__Assigned task__. An exact copy of all the entries below is what this task needs.

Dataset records
[Start of Attachment]

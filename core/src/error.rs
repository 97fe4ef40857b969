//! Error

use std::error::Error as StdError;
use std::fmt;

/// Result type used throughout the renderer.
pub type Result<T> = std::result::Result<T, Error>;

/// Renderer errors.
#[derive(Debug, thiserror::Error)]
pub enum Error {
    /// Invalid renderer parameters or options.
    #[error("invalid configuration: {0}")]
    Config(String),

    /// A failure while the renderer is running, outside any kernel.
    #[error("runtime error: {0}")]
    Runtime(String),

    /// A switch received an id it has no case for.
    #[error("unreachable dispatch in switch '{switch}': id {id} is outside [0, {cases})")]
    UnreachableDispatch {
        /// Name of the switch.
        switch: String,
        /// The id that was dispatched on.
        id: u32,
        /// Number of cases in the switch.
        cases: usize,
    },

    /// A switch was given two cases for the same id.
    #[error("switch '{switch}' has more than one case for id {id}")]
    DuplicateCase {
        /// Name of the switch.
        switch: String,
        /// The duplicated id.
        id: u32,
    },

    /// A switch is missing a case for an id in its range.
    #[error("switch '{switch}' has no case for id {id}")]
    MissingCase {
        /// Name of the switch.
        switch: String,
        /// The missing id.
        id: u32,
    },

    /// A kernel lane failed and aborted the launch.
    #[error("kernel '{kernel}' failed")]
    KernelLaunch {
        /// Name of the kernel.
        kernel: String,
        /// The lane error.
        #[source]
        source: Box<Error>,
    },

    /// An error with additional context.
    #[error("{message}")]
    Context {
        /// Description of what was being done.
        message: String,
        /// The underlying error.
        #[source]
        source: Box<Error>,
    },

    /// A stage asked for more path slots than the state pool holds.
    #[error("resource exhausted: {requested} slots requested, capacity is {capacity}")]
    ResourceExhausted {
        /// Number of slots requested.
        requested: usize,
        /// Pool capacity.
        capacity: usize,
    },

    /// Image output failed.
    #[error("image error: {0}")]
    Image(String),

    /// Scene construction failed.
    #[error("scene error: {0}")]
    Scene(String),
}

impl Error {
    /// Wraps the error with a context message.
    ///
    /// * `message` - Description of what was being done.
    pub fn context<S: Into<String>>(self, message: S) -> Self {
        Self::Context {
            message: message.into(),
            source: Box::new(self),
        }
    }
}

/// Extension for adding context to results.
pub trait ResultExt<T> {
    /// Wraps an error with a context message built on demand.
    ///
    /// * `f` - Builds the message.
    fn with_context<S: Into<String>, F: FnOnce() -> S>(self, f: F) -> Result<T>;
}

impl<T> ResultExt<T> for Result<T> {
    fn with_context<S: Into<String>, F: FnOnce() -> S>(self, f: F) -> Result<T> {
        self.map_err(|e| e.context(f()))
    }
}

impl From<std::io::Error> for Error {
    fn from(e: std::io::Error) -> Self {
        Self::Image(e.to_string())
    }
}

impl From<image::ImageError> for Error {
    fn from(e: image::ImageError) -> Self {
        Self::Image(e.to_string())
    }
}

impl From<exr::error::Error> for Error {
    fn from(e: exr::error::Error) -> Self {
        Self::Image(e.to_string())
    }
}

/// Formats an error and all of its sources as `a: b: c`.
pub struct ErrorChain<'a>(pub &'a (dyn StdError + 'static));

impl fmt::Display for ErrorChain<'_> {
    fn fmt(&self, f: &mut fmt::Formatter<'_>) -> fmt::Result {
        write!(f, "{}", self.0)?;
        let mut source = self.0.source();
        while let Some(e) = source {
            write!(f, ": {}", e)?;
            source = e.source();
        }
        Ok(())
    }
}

[End of Attachment]

__Result of this task__.
filename core/src/error.rs
repository 97fe4ef40857b969
//! Error

use std::error::Error as StdError;
use std::fmt;

/// Result type used throughout the renderer.
pub type Result<T> = std::result::Result<T, Error>;

/// Renderer errors.
#[derive(Debug, thiserror::Error)]
pub enum Error {
    /// Invalid renderer parameters or options.
    #[error("invalid configuration: {0}")]
    Config(String),

    /// A failure while the renderer is running, outside any kernel.
    #[error("runtime error: {0}")]
    Runtime(String),

    /// A switch received an id it has no case for.
    #[error("unreachable dispatch in switch '{switch}': id {id} is outside [0, {cases})")]
    UnreachableDispatch {
        /// Name of the switch.
        switch: String,
        /// The id that was dispatched on.
        id: u32,
        /// Number of cases in the switch.
        cases: usize,
    },

    /// A switch was given two cases for the same id.
    #[error("switch '{switch}' has more than one case for id {id}")]
    DuplicateCase {
        /// Name of the switch.
        switch: String,
        /// The duplicated id.
        id: u32,
    },

    /// A switch is missing a case for an id in its range.
    #[error("switch '{switch}' has no case for id {id}")]
    MissingCase {
        /// Name of the switch.
        switch: String,
        /// The missing id.
        id: u32,
    },

    /// A kernel lane failed and aborted the launch.
    #[error("kernel '{kernel}' failed")]
    KernelLaunch {
        /// Name of the kernel.
        kernel: String,
        /// The lane error.
        #[source]
        source: Box<Error>,
    },

    /// An error with additional context.
    #[error("{message}")]
    Context {
        /// Description of what was being done.
        message: String,
        /// The underlying error.
        #[source]
        source: Box<Error>,
    },

    /// A stage asked for more path slots than the state pool holds.
    #[error("resource exhausted: {requested} slots requested, capacity is {capacity}")]
    ResourceExhausted {
        /// Number of slots requested.
        requested: usize,
        /// Pool capacity.
        capacity: usize,
    },

    /// Image output failed.
    #[error("image error: {0}")]
    Image(String),

    /// Scene construction failed.
    #[error("scene error: {0}")]
    Scene(String),
}

impl Error {
    /// Wraps the error with a context message.
    ///
    /// * `message` - Description of what was being done.
    pub fn context<S: Into<String>>(self, message: S) -> Self {
        Self::Context {
            message: message.into(),
            source: Box::new(self),
        }
    }
}

/// Extension for adding context to results.
pub trait ResultExt<T> {
    /// Wraps an error with a context message built on demand.
    ///
    /// * `f` - Builds the message.
    fn with_context<S: Into<String>, F: FnOnce() -> S>(self, f: F) -> Result<T>;
}

impl<T> ResultExt<T> for Result<T> {
    fn with_context<S: Into<String>, F: FnOnce() -> S>(self, f: F) -> Result<T> {
        self.map_err(|e| e.context(f()))
    }
}

impl From<std::io::Error> for Error {
    fn from(e: std::io::Error) -> Self {
        Self::Image(e.to_string())
    }
}

impl From<image::ImageError> for Error {
    fn from(e: image::ImageError) -> Self {
        Self::Image(e.to_string())
    }
}

impl From<exr::error::Error> for Error {
    fn from(e: exr::error::Error) -> Self {
        Self::Image(e.to_string())
    }
}

/// Formats an error and all of its sources as `a: b: c`.
pub struct ErrorChain<'a>(pub &'a (dyn StdError + 'static));

impl fmt::Display for ErrorChain<'_> {
    fn fmt(&self, f: &mut fmt::Formatter<'_>) -> fmt::Result {
        write!(f, "{}", self.0)?;
        let mut source = self.0.source();
        while let Some(e) = source {
            write!(f, ": {}", e)?;
            source = e.source();
        }
        Ok(())
    }
}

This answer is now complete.